Revolotea por la conversación la figura de Wim Wenders y sus películas sobre Japón. Toda esa serenidad y delicadeza en cintas como Perfect days o la que hizo sobre Ozu en 1985. A Krasznahorkai le encanta el cine y ha colaborado con el director Bela Tarr. Pero no le gusta nada Wenders. Ni siquiera parece caerle bien. Le considera un narcisista en sus películas. “Y eso en el arte es un problema. Si lo tienes, no hagas la película. Podría encontrar otra cosa para sentirse mejor. Ya se lo dije una vez y no me entendió, no me dijo nada”, confiesa con picardía. Como creador cree que lo importante es fijarse en el otro. Lo demás solo es un egocéntrico vanidoso hablando de sí mismo todo el tiempo.
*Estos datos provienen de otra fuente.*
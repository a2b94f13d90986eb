//! Serde types for backend search responses and error bodies.

use std::collections::BTreeMap;
use std::fmt;

use serde::{Deserialize, Serialize};

/// A successful search response.
#[derive(Debug, Clone, Default, Serialize, Deserialize)]
#[serde(default)]
pub struct RawResponse {
    /// Backend-reported execution time in milliseconds.
    pub took: u64,

    /// True when at least one shard gave up before finishing.
    pub timed_out: bool,

    pub hits: HitsBlock,

    /// Suggestion groups keyed by suggester name.
    pub suggest: BTreeMap<String, Vec<SuggestEntry>>,
}

impl RawResponse {
    pub fn hit_count(&self) -> usize {
        self.hits.hits.len()
    }
}

#[derive(Debug, Clone, Default, Serialize, Deserialize)]
#[serde(default)]
pub struct HitsBlock {
    pub total: TotalHits,
    pub max_score: Option<f64>,
    pub hits: Vec<RawHit>,
}

/// Total hit count, either a plain number or `{value, relation}`.
#[derive(Debug, Clone, Serialize, Deserialize)]
#[serde(untagged)]
pub enum TotalHits {
    Count(u64),
    Tracked { value: u64, relation: String },
}

impl TotalHits {
    pub fn value(&self) -> u64 {
        match self {
            TotalHits::Count(value) => *value,
            TotalHits::Tracked { value, .. } => *value,
        }
    }
}

impl Default for TotalHits {
    fn default() -> Self {
        TotalHits::Count(0)
    }
}

/// A single hit.
#[derive(Debug, Clone, Default, Serialize, Deserialize)]
pub struct RawHit {
    #[serde(rename = "_index", default)]
    pub index: String,

    #[serde(rename = "_id", default)]
    pub id: String,

    #[serde(rename = "_score", default)]
    pub score: Option<f64>,

    #[serde(rename = "_source", default)]
    pub source: HitSource,

    /// Highlight fragments keyed by field name.
    #[serde(default)]
    pub highlight: BTreeMap<String, Vec<String>>,
}

/// Stored fields of a page.
#[derive(Debug, Clone, Default, Serialize, Deserialize)]
#[serde(default)]
pub struct HitSource {
    pub namespace: i32,
    pub namespace_text: Option<String>,
    pub title: String,
    pub redirect: Vec<RedirectRef>,
    pub text_bytes: Option<u64>,
    pub word_count: Option<u64>,
    pub timestamp: Option<String>,
}

/// A redirect pointing at the page.
#[derive(Debug, Clone, Default, PartialEq, Serialize, Deserialize)]
#[serde(default)]
pub struct RedirectRef {
    pub namespace: i32,
    pub title: String,
}

/// One analyzed span of the suggested text and its candidate replacements.
#[derive(Debug, Clone, Default, Serialize, Deserialize)]
#[serde(default)]
pub struct SuggestEntry {
    pub text: String,
    pub offset: usize,
    pub length: usize,
    pub options: Vec<SuggestOption>,
}

#[derive(Debug, Clone, Default, Serialize, Deserialize)]
#[serde(default)]
pub struct SuggestOption {
    pub text: String,
    pub highlighted: Option<String>,
    pub score: f64,
}

/// A node in the backend's error cause chain.
#[derive(Debug, Clone, Default, PartialEq, Serialize, Deserialize)]
#[serde(default)]
pub struct ErrorCause {
    #[serde(rename = "type")]
    pub error_type: String,

    pub reason: String,

    #[serde(skip_serializing_if = "Option::is_none")]
    pub caused_by: Option<Box<ErrorCause>>,

    #[serde(skip_serializing_if = "Vec::is_empty")]
    pub root_cause: Vec<ErrorCause>,

    #[serde(skip_serializing_if = "Vec::is_empty")]
    pub failed_shards: Vec<ShardFailure>,

    #[serde(skip_serializing_if = "Vec::is_empty")]
    pub script_stack: Vec<String>,
}

impl ErrorCause {
    pub fn new(error_type: impl Into<String>, reason: impl Into<String>) -> Self {
        ErrorCause {
            error_type: error_type.into(),
            reason: reason.into(),
            ..Default::default()
        }
    }

    pub fn with_caused_by(mut self, cause: ErrorCause) -> Self {
        self.caused_by = Some(Box::new(cause));
        self
    }

    pub fn with_root_cause(mut self, cause: ErrorCause) -> Self {
        self.root_cause.push(cause);
        self
    }

    pub fn with_failed_shard(mut self, reason: ErrorCause) -> Self {
        self.failed_shards.push(ShardFailure {
            shard: Some(0),
            index: None,
            reason: Some(reason),
        });
        self
    }

    /// `type: reason (deepest cause -> ... -> nearest cause)`.
    pub fn format_message(&self) -> String {
        let mut chain = Vec::new();
        let mut cursor = self.caused_by.as_deref();
        while let Some(cause) = cursor {
            if !cause.reason.is_empty() {
                chain.push(cause.reason.as_str());
            }
            cursor = cause.caused_by.as_deref();
        }
        let mut message = format!("{}: {}", self.error_type, self.reason);
        if !chain.is_empty() {
            chain.reverse();
            message.push_str(&format!(" ({})", chain.join(" -> ")));
        }
        message
    }
}

#[derive(Debug, Clone, Default, PartialEq, Serialize, Deserialize)]
#[serde(default)]
pub struct ShardFailure {
    pub shard: Option<i64>,
    pub index: Option<String>,
    pub reason: Option<ErrorCause>,
}

/// A failed backend call.
#[derive(Debug, Clone, PartialEq, Serialize, Deserialize)]
pub struct BackendFailure {
    /// HTTP status, when the backend answered at all.
    pub status: Option<u16>,

    /// Structured error.
    pub error: ErrorCause,

    /// True when the client-side deadline elapsed.
    #[serde(default)]
    pub client_timeout: bool,
}

#[derive(Deserialize)]
struct ErrorEnvelope {
    error: ErrorBody,
}

#[derive(Deserialize)]
#[serde(untagged)]
enum ErrorBody {
    Structured(ErrorCause),
    Plain(String),
}

impl BackendFailure {
    pub fn new(status: Option<u16>, error: ErrorCause) -> Self {
        BackendFailure {
            status,
            error,
            client_timeout: false,
        }
    }

    /// Build a failure from an HTTP error response.
    pub fn from_body(status: u16, body: &str) -> Self {
        let error = match serde_json::from_str::<ErrorEnvelope>(body) {
            Ok(ErrorEnvelope {
                error: ErrorBody::Structured(cause),
            }) => cause,
            Ok(ErrorEnvelope {
                error: ErrorBody::Plain(reason),
            }) => ErrorCause::new("unknown", reason),
            Err(_) => {
                let mut parts = vec![format!("Status code {status}")];
                let snippet: String = body.chars().take(200).collect();
                if !snippet.is_empty() {
                    parts.push(snippet);
                }
                ErrorCause::new("unknown", parts.join("; "))
            }
        };
        BackendFailure::new(Some(status), error)
    }

    /// The backend could not be reached.
    pub fn transport(reason: impl Into<String>) -> Self {
        BackendFailure::new(None, ErrorCause::new("http_exception", reason))
    }

    /// The client-side deadline elapsed.
    pub fn client_timeout(reason: impl Into<String>) -> Self {
        BackendFailure {
            status: None,
            error: ErrorCause::new("client_timeout", reason),
            client_timeout: true,
        }
    }

    /// The cause used for classification: the first root cause when the
    /// backend reported any, the top-level error otherwise.
    pub fn primary_cause(&self) -> &ErrorCause {
        self.error.root_cause.first().unwrap_or(&self.error)
    }

    pub fn has_root_cause(&self) -> bool {
        !self.error.root_cause.is_empty()
    }
}

impl fmt::Display for BackendFailure {
    fn fmt(&self, f: &mut fmt::Formatter<'_>) -> fmt::Result {
        match self.status {
            Some(status) => write!(f, "[{status}] {}", self.error.format_message()),
            None => write!(f, "{}", self.error.format_message()),
        }
    }
}

#[cfg(test)]
mod tests {
    use super::*;

    #[test]
    fn test_parse_search_response() {
        let body = r#"{
            "took": 12,
            "timed_out": false,
            "hits": {
                "total": {"value": 2, "relation": "eq"},
                "max_score": 3.5,
                "hits": [
                    {"_index": "wiki_content", "_id": "1", "_score": 3.5,
                     "_source": {"namespace": 0, "title": "Foo", "redirect": [{"namespace": 0, "title": "Fu"}]},
                     "highlight": {"title": ["<span class=\"searchmatch\">Foo</span>"]}}
                ]
            },
            "suggest": {"suggest": [{"text": "fo", "offset": 0, "length": 2,
                "options": [{"text": "foo", "highlighted": "<em>foo</em>", "score": 0.5}]}]}
        }"#;
        let response: RawResponse = serde_json::from_str(body).unwrap();
        assert_eq!(response.took, 12);
        assert_eq!(response.hits.total.value(), 2);
        assert_eq!(response.hit_count(), 1);
        assert_eq!(response.hits.hits[0].source.redirect[0].title, "Fu");
        assert_eq!(response.suggest["suggest"][0].options[0].text, "foo");
    }

    #[test]
    fn test_plain_total_count() {
        let response: RawResponse =
            serde_json::from_str(r#"{"hits": {"total": 7, "hits": []}}"#).unwrap();
        assert_eq!(response.hits.total.value(), 7);
    }

    #[test]
    fn test_failure_from_structured_body() {
        let body = r#"{"error": {"root_cause": [{"type": "query_shard_exception", "reason": "bad"}],
            "type": "search_phase_execution_exception", "reason": "all shards failed"}, "status": 400}"#;
        let failure = BackendFailure::from_body(400, body);
        assert!(failure.has_root_cause());
        assert_eq!(failure.primary_cause().error_type, "query_shard_exception");
    }

    #[test]
    fn test_failure_from_unstructured_body() {
        let failure = BackendFailure::from_body(503, "no healthy upstream");
        assert_eq!(failure.primary_cause().error_type, "unknown");
        assert_eq!(failure.primary_cause().reason, "Status code 503; no healthy upstream");
    }

    #[test]
    fn test_format_message_chain() {
        let cause = ErrorCause::new("a", "top").with_caused_by(
            ErrorCause::new("b", "middle").with_caused_by(ErrorCause::new("c", "bottom")),
        );
        assert_eq!(cause.format_message(), "a: top (bottom -> middle)");
    }
}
"Viví un tiempo entre gente pobre y lo comprendí rápido: la gente que me rodeaba era más interesante que yo como escritor"

“Yo vengo de la prosa y ahí el narrador no existe, no es como la poesía donde sí que se permite que tú participes como sujeto. Pero la prosa no lo hace posible. Ahí lo importante es que otra gente es más importante que yo. Viví un tiempo entre gente pobre y lo comprendí rápido: la gente que me rodeaba era más interesante que yo. Tienes que comprender que ellos son más interesantes que tú como escritor. Para mí el narcisismo es una enfermedad que se cura fácil. No es un error de personalidad. A un narcisista se le cura mandándole a Gaza a ayudar a los palestinos unos meses y a salvar a los soldados ucranianos mientras les disparan los rusos. O a Sarajevo durante la guerra de Bosnia mientras le rodean los serbios disparando a la gente. Ya verás como se cura”, recomienda.

Y mientras, Krasznahorkai, el que cree en la melancolía como resistencia, seguirá escribiendo novelas en su cabeza, que es como siempre hace. Se cruzarán en su cerebro un montón de fragmentos y aparecerá uno que será el importante. Y a partir de ahí se irá desmenuzando como si fuera una serpiente que esconde otras serpientes que serán las palabras. Y la frase será ya como una explosión hacia fuera con la que no quedará más remedio que trabajar y ponerse a escribir siempre teniendo en cuenta tres factores: la melodía, el ritmo y la velocidad, que es lo más importante. Es probable que esta forma de escribir parezca confusa, pero así lo contó en un paraje marroquí.